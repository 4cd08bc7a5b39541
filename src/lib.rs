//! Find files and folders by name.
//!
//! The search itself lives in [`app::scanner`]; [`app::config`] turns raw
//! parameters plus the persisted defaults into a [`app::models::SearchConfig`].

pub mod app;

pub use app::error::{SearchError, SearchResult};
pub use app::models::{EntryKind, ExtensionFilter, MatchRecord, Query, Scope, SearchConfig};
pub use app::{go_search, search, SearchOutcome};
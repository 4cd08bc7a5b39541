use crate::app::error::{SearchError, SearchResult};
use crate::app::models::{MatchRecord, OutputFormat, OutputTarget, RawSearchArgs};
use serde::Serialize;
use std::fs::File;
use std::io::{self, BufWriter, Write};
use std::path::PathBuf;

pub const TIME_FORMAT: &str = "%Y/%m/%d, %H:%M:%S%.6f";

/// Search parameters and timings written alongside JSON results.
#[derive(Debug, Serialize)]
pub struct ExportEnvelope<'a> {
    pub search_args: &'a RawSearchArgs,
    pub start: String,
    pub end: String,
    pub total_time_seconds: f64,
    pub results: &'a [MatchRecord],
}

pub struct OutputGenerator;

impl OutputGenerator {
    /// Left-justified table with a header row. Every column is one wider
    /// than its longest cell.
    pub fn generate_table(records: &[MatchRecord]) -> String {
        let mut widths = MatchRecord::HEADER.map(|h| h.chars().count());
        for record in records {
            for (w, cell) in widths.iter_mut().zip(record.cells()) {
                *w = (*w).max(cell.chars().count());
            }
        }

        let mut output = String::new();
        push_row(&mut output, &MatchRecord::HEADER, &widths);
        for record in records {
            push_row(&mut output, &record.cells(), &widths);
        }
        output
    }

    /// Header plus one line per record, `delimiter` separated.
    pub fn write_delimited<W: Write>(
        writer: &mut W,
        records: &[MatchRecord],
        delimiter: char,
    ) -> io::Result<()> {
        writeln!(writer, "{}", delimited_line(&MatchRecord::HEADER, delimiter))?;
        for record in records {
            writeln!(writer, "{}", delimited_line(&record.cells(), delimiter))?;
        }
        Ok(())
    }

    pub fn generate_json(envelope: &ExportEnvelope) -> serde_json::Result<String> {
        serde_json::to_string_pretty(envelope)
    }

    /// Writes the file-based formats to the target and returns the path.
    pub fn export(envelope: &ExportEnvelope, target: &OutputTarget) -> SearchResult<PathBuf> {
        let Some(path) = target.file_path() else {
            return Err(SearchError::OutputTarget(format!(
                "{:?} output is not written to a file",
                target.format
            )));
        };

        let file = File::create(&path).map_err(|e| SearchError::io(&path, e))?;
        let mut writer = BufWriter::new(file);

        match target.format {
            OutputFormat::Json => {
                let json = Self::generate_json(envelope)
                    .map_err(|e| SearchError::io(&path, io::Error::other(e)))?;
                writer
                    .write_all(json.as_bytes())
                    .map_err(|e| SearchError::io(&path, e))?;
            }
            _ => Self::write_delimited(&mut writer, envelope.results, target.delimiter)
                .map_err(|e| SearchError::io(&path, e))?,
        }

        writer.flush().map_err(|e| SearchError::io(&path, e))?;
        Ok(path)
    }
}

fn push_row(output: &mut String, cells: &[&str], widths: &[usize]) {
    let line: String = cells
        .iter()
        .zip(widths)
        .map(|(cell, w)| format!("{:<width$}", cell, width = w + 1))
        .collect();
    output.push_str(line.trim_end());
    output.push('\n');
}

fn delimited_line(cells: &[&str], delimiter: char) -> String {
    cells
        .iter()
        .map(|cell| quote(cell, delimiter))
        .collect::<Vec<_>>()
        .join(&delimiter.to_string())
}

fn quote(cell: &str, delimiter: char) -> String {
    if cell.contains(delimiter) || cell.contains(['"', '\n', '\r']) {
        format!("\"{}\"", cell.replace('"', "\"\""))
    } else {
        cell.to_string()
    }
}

...

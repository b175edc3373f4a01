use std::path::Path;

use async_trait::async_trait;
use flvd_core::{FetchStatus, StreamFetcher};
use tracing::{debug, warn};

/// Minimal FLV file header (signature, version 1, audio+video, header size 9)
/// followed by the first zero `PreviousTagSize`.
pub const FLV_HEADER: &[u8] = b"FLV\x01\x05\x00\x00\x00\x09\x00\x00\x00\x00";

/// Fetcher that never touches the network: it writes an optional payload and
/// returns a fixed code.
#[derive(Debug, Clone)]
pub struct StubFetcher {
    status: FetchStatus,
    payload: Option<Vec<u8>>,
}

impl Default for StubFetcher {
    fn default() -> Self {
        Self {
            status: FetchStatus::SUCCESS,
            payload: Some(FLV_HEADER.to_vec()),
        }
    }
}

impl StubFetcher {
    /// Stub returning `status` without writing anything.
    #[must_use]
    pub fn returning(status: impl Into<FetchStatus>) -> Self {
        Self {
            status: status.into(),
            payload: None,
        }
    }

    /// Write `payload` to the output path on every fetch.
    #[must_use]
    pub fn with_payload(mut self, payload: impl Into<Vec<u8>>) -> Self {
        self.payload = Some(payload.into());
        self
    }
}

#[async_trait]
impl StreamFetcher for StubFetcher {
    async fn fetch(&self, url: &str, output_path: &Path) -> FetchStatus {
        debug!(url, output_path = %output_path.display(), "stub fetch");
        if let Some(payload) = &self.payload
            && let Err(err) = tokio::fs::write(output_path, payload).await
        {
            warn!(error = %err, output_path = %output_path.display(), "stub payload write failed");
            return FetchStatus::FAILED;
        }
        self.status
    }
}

** Exercise aim **
Note each line of the material holding "FetchStatus" and copy it out.

** Exercise answer **
use flvd_core::{FetchStatus, StreamFetcher};
    status: FetchStatus,
            status: FetchStatus::SUCCESS,
    pub fn returning(status: impl Into<FetchStatus>) -> Self {
    async fn fetch(&self, url: &str, output_path: &Path) -> FetchStatus {
            return FetchStatus::FAILED;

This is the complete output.